Rex Reed of The New York Observer gave the film 0/4 stars, saying that it was "A lunk-headed, badly written, indifferently acted, woodenly directed heap of spook-movie clichés", and added: "There isn't one genuine thrill in the whole thing. I’ve had bigger scares from my goldfish bowl." Richard James Havis of the South China Morning Post gave the film 1/5 stars, writing: "how Shut In managed to get a worldwide release presents a bigger mystery than its story, which, as is usual for the genre, puts a pretty woman in danger at the hands of a deranged male." Jeannette Catsoulis of The New York Times wrote: "In this achingly inept thriller, you will see Naomi Watts do what she can to sell a plot of such preposterousness that the derisory laughter around me began barely 20 minutes in." Kimber Myers of the Los Angeles Times wrote that the film "is more effective as a 90-minute commercial for the L.L. Bean aesthetic than as a pseudo-psychological thriller."
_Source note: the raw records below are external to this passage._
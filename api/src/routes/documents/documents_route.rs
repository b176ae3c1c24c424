//! Document administration: list, stats, insert, block/unblock, delete, clear.

use std::sync::Arc;

use axum::{
    Json,
    extract::{Path, Query, State},
    response::Response,
};
use tracing::{info, instrument};

use crate::{
    core::{
        app_state::AppState,
        http::response_envelope::{created, ok},
    },
    error_handler::{AppError, AppResult},
    routes::documents::documents_request::{
        BlockedResponse, ClearedResponse, DeletedResponse, InsertDocumentRequest,
        ListDocumentsParams, SetBlockedRequest,
    },
};

/// GET /api/documents[?only_blocked=bool]
pub async fn list_documents_route(
    State(state): State<Arc<AppState>>,
    Query(params): Query<ListDocumentsParams>,
) -> AppResult<Response> {
    let docs = state.store.list_documents(params.only_blocked).await?;
    Ok(ok(docs))
}

/// GET /api/documents/stats
pub async fn document_stats_route(State(state): State<Arc<AppState>>) -> AppResult<Response> {
    Ok(ok(state.store.stats().await?))
}

/// POST /api/documents
#[instrument(name = "insert_document_route", skip_all, fields(document_id = %body.document_id, chunks = body.chunks.len()))]
pub async fn insert_document_route(
    State(state): State<Arc<AppState>>,
    Json(body): Json<InsertDocumentRequest>,
) -> AppResult<Response> {
    if body.document_id.trim().is_empty() {
        return Err(AppError::BadRequest("document_id must not be empty".into()));
    }
    let report = state
        .store
        .insert_document(&body.document_id, &body.chunks)
        .await?;
    info!(stored = report.chunks_stored, "document inserted via api");
    Ok(created(report))
}

/// PUT /api/documents/{document_id}/blocked
pub async fn set_blocked_route(
    State(state): State<Arc<AppState>>,
    Path(document_id): Path<String>,
    Json(body): Json<SetBlockedRequest>,
) -> AppResult<Response> {
    state.store.set_blocked(&document_id, body.blocked).await?;
    Ok(ok(BlockedResponse {
        document_id,
        blocked: body.blocked,
    }))
}

/// DELETE /api/documents/{document_id}
pub async fn delete_document_route(
    State(state): State<Arc<AppState>>,
    Path(document_id): Path<String>,
) -> AppResult<Response> {
    state.store.delete_document(&document_id).await?;
    Ok(ok(DeletedResponse {
        document_id,
        deleted: true,
    }))
}

/// DELETE /api/clear
pub async fn clear_route(State(state): State<Arc<AppState>>) -> AppResult<Response> {
    state.store.clear().await?;
    Ok(ok(ClearedResponse {
        collection: state.store.collection().to_string(),
        cleared: true,
    }))
}
/*
MIT License
Copyright (c)  Germán Molina
Permission is hereby granted, free of charge, to any person obtaining a copy
of this software and associated documentation files (the "Software"), to deal
in the Software without restriction, including without limitation the rights
to use, copy, modify, merge, publish, distribute, sublicense, and/or sell
copies of the Software, and to permit persons to whom the Software is
furnished to do so, subject to the following conditions:
The above copyright notice and this permission notice shall be included in all
copies or substantial portions of the Software.
THE SOFTWARE IS PROVIDED "AS IS", WITHOUT WARRANTY OF ANY KIND, EXPRESS OR
IMPLIED, INCLUDING BUT NOT LIMITED TO THE WARRANTIES OF MERCHANTABILITY,
FITNESS FOR A PARTICULAR PURPOSE AND NONINFRINGEMENT. IN NO EVENT SHALL THE
AUTHORS OR COPYRIGHT HOLDERS BE LIABLE FOR ANY CLAIM, DAMAGES OR OTHER
LIABILITY, WHETHER IN AN ACTION OF CONTRACT, TORT OR OTHERWISE, ARISING FROM,
OUT OF OR IN CONNECTION WITH THE SOFTWARE OR THE USE OR OTHER DEALINGS IN THE
SOFTWARE.
*/

use crate::{Float, ResponseFactors};
use serde::{Deserialize, Serialize};

/// The conductivity of the soil layer appended to constructions in
/// contact with the ground, in W/m K
pub const SOIL_CONDUCTIVITY: Float = 1.0;

/// The thickness of the soil layer appended to constructions in
/// contact with the ground, in m
pub const SOIL_THICKNESS: Float = 3.0;

/// The volumetric heat capacity of the soil layer appended to
/// constructions in contact with the ground, in J/m3 K
pub const SOIL_VOLUMETRIC_HEAT_CAPACITY: Float = 3_300_000.;

/// Builds the [`Layer`] of soil that sits between a ground-coupled
/// surface and the deep-soil node: 3 m of soil of conductivity
/// 1.0 W/m K and volumetric heat capacity 3.3 MJ/m3 K, i.e., a
/// resistance of 3.0 m2 K/W and an areal capacity of 9.9 MJ/m2 K.
pub fn soil_layer() -> Layer {
    Layer {
        thickness: SOIL_THICKNESS,
        conductivity: SOIL_CONDUCTIVITY,
        density: SOIL_VOLUMETRIC_HEAT_CAPACITY / 1000.,
        specific_heat: 1000.,
    }
}

/// A homogeneous slab of material within a [`Construction`], described
/// by its physical properties.
///
/// ## Example (in `.json`)
/// ```json
/// {
///     "thickness": 0.2,       // m
///     "conductivity": 1.63,   // W/m K
///     "density": 2400,        // kg/m3
///     "specific_heat": 900    // J/kg K
/// }
/// ```
#[derive(Debug, Clone, Copy, Serialize, Deserialize, PartialEq)]
#[serde(deny_unknown_fields)]
pub struct Layer {
    /// The thickness of the layer, in m
    pub thickness: Float,

    /// The thermal conductivity of the material, in W/m K
    pub conductivity: Float,

    /// The density of the material, in kg/m3
    pub density: Float,

    /// The specific heat of the material, in J/kg K
    pub specific_heat: Float,
}

impl Layer {
    /// The thermal resistance of the layer, in m2 K/W
    pub fn resistance(&self) -> Float {
        self.thickness / self.conductivity
    }

    /// The heat capacity of the layer per unit area, in J/m2 K
    pub fn areal_heat_capacity(&self) -> Float {
        self.thickness * self.density * self.specific_heat
    }
}

/// A stack of [`Layer`]s, listed from the interior side to the
/// exterior side, plus—optionally—pre-fitted [`ResponseFactors`].
///
/// When no factors are given, the thermal module derives them from
/// the layers at setup time.
///
/// ## Example (in `.json`)
/// ```json
/// {
///     "name": "Concrete wall",
///     "layers": [
///         { "thickness": 0.2, "conductivity": 1.63, "density": 2400, "specific_heat": 900 }
///     ]
/// }
/// ```
#[derive(Debug, Clone, Serialize, Deserialize, PartialEq, Default)]
#[serde(deny_unknown_fields)]
pub struct Construction {
    /// The name of the construction
    pub name: String,

    /// The layers of the construction, from interior to exterior
    #[serde(default)]
    pub layers: Vec<Layer>,

    /// Pre-fitted response factors. When absent, they are derived
    /// from `layers` before the simulation starts.
    #[serde(default)]
    #[serde(skip_serializing_if = "Option::is_none")]
    pub response_factors: Option<ResponseFactors>,
}

impl Construction {
    /// Creates a new, empty construction
    pub fn new<S: Into<String>>(name: S) -> Self {
        Self {
            name: name.into(),
            layers: Vec::new(),
            response_factors: None,
        }
    }

    /// The resistance of the layer stack, in m2 K/W (films not included)
    pub fn resistance(&self) -> Float {
        self.layers.iter().map(|l| l.resistance()).sum()
    }

    /// The heat capacity of the layer stack per unit area, in J/m2 K
    pub fn areal_heat_capacity(&self) -> Float {
        self.layers.iter().map(|l| l.areal_heat_capacity()).sum()
    }
}

/***********/
/* TESTING */
/***********/

#[cfg(test)]
mod testing {
    use super::*;

    #[test]
    fn test_soil_layer() {
        let soil = soil_layer();
        assert!((soil.resistance() - 3.0).abs() < 1e-9);
        assert!((soil.areal_heat_capacity() - 9_900_000.).abs() < 1e-6);
    }

    #[test]
    fn test_resistance_and_capacity() {
        let mut c = Construction::new("Brick and insulation");
        c.layers.push(Layer {
            thickness: 0.11,
            conductivity: 0.72,
            density: 1920.,
            specific_heat: 835.,
        });
        c.layers.push(Layer {
            thickness: 0.05,
            conductivity: 0.04,
            density: 30.,
            specific_heat: 1400.,
        });
        let exp_r = 0.11 / 0.72 + 0.05 / 0.04;
        let exp_c = 0.11 * 1920. * 835. + 0.05 * 30. * 1400.;
        assert!((c.resistance() - exp_r).abs() < 1e-9);
        assert!((c.areal_heat_capacity() - exp_c).abs() < 1e-6);
    }

    #[test]
    fn test_serde() -> Result<(), String> {
        let hardcoded_ref = Construction {
            name: "Concrete wall".into(),
            layers: vec![Layer {
                thickness: 0.2,
                conductivity: 1.63,
                density: 2400.,
                specific_heat: 900.,
            }],
            response_factors: None,
        };

        let from_json5: Construction = json5::from_str(
            "{
            name: 'Concrete wall',
            layers: [
                { thickness: 0.2, conductivity: 1.63, density: 2400, specific_heat: 900 }
            ],
        }",
        )
        .map_err(|e| e.to_string())?;
        assert_eq!(hardcoded_ref, from_json5);

        let rust_json = serde_json::to_string(&hardcoded_ref).map_err(|e| e.to_string())?;
        let from_serialized: Construction =
            serde_json::from_str(&rust_json).map_err(|e| e.to_string())?;
        assert_eq!(hardcoded_ref, from_serialized);

        Ok(())
    }
}
/*
MIT License
Copyright (c)  Germán Molina
Permission is hereby granted, free of charge, to any person obtaining a copy
of this software and associated documentation files (the "Software"), to deal
in the Software without restriction, including without limitation the rights
to use, copy, modify, merge, publish, distribute, sublicense, and/or sell
copies of the Software, and to permit persons to whom the Software is
furnished to do so, subject to the following conditions:
The above copyright notice and this permission notice shall be included in all
copies or substantial portions of the Software.
THE SOFTWARE IS PROVIDED "AS IS", WITHOUT WARRANTY OF ANY KIND, EXPRESS OR
IMPLIED, INCLUDING BUT NOT LIMITED TO THE WARRANTIES OF MERCHANTABILITY,
FITNESS FOR A PARTICULAR PURPOSE AND NONINFRINGEMENT. IN NO EVENT SHALL THE
AUTHORS OR COPYRIGHT HOLDERS BE LIABLE FOR ANY CLAIM, DAMAGES OR OTHER
LIABILITY, WHETHER IN AN ACTION OF CONTRACT, TORT OR OTHERWISE, ARISING FROM,
OUT OF OR IN CONNECTION WITH THE SOFTWARE OR THE USE OR OTHER DEALINGS IN THE
SOFTWARE.
*/

use crate::discretization::Discretization;
use crate::response;
use crate::Float;
use model::{
    Boundary, BoundarySurface, Model, ResponseFactors, SimulationStateElement,
    SimulationStateHeader,
};
use std::sync::Arc;
use weather::CurrentWeather;

/// What sits on the exterior side of a surface, resolved to indices
#[derive(Debug, Clone, Copy, PartialEq, Eq)]
pub enum SurfaceBoundary {
    /// Outdoor air (or sol-air, for opaque surfaces)
    Exterior,

    /// The fixed deep-soil node
    Ground,

    /// The air node of another simulated room
    Adjacent(usize),
}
Zach Schevich of Time Out gave the film 2/5 stars and wrote: "As Mary loses sleep, her paranoia worsens, yet Christina Hodson's monotonous script fails to make Mary's psychological struggles feel any more severe than a case of misplaced keys." Peter Bradshaw of The Guardian was more positive, giving it a score of 3/5 stars and writing: "There is something entertainingly Hitchcockian and Freudian in this twisty chiller, with a touch of Dennis Potter somewhere in there, too. It's low-key and modestly budgeted, but perfectly well made, and Watts maintains a cool and steady presence."

===Accolades===
Watts received a Golden Raspberry Award nomination for Worst Actress, but lost to Rebekah Turner for Hillary's America: The Secret History of the Democratic Party.